[About this task]: Repeat the lines of the data that follow, please, starting at the first and stopping after the one with "gradient angle), so".
══ Data ══
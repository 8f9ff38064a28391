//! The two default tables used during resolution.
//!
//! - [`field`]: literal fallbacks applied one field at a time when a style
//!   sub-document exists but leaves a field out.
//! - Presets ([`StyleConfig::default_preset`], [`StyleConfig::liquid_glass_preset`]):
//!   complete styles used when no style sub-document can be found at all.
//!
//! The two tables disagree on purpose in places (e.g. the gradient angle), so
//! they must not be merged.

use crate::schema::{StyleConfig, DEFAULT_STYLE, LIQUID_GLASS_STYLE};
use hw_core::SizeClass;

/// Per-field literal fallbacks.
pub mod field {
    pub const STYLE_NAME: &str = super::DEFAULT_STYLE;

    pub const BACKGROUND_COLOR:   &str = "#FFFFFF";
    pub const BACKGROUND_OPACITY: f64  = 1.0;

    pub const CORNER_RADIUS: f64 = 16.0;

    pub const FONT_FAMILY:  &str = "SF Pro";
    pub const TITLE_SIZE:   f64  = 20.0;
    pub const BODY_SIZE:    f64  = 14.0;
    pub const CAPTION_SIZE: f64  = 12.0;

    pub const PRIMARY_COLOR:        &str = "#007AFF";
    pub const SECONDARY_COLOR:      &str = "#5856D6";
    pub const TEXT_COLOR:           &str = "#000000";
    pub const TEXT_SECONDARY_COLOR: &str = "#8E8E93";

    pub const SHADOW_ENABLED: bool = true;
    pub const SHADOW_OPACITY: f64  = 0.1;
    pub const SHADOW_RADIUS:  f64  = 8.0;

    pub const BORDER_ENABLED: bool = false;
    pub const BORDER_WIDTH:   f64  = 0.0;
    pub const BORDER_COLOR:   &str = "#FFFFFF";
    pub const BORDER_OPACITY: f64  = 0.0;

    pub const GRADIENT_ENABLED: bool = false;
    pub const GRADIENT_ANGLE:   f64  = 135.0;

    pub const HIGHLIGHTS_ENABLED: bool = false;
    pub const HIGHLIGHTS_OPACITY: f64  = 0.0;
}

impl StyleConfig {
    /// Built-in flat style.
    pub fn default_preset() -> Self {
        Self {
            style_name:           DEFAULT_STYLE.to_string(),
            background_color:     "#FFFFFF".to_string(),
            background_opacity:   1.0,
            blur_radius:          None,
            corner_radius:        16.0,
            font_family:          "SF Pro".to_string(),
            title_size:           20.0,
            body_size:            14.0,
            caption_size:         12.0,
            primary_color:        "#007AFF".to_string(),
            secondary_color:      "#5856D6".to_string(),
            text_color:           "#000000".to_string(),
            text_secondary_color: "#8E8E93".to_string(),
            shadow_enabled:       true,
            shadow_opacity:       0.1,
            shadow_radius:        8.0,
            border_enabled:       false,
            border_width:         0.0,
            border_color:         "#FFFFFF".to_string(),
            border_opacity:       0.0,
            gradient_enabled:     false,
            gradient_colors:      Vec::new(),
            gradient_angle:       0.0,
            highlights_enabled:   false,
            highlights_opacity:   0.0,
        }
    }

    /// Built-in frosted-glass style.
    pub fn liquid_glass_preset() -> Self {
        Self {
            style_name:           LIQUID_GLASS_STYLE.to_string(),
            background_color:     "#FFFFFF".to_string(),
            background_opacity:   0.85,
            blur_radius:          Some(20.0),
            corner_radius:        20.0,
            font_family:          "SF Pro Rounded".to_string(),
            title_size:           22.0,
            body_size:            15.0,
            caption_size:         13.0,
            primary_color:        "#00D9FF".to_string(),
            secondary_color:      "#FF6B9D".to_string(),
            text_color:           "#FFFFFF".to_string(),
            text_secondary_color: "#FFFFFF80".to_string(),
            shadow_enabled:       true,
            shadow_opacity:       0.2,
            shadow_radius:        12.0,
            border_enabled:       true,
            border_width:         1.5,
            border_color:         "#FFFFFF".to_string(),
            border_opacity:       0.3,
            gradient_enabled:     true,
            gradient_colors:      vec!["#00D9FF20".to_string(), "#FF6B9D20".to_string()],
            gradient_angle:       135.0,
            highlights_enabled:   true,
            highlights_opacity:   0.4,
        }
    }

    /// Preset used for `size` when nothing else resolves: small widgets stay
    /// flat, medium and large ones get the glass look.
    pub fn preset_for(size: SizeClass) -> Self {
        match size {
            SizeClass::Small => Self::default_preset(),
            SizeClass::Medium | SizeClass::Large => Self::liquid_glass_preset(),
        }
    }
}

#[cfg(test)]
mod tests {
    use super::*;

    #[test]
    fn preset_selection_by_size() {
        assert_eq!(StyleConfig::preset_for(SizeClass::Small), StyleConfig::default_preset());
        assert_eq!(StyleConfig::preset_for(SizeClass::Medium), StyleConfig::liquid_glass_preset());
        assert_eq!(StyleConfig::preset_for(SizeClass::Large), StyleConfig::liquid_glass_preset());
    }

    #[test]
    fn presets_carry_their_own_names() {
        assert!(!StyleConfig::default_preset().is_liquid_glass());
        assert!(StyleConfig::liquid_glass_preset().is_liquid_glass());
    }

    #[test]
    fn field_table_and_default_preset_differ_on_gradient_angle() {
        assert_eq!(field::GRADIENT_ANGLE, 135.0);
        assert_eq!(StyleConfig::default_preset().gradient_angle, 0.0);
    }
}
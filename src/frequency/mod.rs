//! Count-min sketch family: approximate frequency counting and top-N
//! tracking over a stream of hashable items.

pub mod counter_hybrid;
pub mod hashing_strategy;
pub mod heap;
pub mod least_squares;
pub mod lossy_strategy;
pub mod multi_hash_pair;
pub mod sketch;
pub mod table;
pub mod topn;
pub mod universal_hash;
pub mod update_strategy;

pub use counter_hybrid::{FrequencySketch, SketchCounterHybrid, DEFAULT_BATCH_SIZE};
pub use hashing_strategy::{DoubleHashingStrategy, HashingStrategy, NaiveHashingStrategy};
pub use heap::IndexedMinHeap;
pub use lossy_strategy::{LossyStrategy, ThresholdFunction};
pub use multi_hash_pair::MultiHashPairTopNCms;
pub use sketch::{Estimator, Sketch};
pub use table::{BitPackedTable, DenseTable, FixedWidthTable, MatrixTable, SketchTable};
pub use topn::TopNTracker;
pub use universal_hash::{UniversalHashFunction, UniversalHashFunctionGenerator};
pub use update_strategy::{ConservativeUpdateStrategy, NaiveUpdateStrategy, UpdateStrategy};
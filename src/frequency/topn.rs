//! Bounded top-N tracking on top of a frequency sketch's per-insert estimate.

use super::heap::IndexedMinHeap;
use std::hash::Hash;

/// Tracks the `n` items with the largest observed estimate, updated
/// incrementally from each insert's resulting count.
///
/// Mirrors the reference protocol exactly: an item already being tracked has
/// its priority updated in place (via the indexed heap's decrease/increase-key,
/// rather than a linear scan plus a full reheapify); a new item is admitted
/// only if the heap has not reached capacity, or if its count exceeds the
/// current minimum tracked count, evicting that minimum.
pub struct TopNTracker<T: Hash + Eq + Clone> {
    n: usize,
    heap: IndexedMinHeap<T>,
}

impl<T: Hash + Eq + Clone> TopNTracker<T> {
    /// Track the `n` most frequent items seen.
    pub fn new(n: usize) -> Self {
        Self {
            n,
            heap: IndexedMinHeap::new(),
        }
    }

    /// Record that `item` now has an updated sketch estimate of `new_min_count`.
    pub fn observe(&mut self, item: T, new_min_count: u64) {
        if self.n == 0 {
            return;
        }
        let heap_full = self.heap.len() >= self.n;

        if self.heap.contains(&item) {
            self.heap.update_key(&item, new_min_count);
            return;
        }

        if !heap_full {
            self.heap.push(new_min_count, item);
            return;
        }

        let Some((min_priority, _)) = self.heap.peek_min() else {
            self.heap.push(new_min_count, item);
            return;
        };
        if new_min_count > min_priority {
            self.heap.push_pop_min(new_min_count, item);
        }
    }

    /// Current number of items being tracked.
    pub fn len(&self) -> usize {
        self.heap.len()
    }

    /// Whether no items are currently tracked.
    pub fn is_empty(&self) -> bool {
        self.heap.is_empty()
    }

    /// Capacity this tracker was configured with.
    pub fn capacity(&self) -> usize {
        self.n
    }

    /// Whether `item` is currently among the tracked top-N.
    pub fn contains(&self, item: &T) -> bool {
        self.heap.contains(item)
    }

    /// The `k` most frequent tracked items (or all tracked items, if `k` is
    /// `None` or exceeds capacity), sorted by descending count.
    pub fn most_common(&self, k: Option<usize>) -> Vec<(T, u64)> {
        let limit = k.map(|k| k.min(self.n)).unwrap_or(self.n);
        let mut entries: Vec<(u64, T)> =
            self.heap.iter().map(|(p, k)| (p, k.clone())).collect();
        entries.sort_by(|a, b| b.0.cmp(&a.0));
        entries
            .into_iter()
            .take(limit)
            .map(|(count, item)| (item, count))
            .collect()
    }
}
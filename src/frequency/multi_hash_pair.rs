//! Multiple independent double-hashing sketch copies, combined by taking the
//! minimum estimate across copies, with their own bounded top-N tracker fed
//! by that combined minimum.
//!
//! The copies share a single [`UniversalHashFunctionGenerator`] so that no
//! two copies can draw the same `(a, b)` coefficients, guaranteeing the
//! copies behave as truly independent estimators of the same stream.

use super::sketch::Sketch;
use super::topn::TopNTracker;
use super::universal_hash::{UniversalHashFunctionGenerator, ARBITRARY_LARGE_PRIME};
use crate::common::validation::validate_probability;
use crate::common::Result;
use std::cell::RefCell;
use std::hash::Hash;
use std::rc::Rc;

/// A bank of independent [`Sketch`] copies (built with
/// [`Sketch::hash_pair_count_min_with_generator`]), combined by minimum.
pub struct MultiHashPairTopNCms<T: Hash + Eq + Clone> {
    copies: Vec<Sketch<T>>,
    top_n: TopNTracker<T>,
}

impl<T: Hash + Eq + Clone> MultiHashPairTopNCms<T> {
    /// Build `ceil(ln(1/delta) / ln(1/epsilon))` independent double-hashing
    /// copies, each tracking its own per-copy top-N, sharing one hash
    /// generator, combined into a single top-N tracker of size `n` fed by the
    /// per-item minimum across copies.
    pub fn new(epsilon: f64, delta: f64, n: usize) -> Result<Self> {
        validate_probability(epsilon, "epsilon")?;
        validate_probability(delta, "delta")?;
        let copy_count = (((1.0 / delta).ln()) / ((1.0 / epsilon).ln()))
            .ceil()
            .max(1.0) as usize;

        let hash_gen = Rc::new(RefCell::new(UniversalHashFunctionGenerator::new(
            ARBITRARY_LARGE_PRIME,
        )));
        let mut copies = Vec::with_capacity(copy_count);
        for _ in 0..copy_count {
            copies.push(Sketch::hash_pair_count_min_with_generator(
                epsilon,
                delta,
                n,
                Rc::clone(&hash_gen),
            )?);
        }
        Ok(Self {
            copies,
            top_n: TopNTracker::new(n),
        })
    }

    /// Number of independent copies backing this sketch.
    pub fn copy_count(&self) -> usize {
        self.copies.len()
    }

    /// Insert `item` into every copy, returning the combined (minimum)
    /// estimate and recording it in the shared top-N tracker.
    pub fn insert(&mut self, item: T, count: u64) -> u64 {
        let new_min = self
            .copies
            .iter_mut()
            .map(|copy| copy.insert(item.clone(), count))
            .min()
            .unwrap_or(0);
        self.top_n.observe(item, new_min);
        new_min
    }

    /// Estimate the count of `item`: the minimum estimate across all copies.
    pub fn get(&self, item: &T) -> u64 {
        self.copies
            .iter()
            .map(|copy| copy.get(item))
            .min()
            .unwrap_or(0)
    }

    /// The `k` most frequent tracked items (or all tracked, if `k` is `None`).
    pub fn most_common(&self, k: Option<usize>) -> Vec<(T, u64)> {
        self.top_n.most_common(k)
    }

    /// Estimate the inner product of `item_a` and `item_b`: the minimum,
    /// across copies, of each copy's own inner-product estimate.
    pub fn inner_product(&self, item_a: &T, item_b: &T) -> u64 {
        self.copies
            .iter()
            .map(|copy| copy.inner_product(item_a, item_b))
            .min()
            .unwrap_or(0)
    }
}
═══
[Exercise solution]:
repository 8f9ff38064a28391
//! The two default tables used during resolution.
//!
//! - [`field`]: literal fallbacks applied one field at a time when a style
//!   sub-document exists but leaves a field out.
//! - Presets ([`StyleConfig::default_preset`], [`StyleConfig::liquid_glass_preset`]):
//!   complete styles used when no style sub-document can be found at all.
//!
//! The two tables disagree on purpose in places (e.g. the gradient angle), so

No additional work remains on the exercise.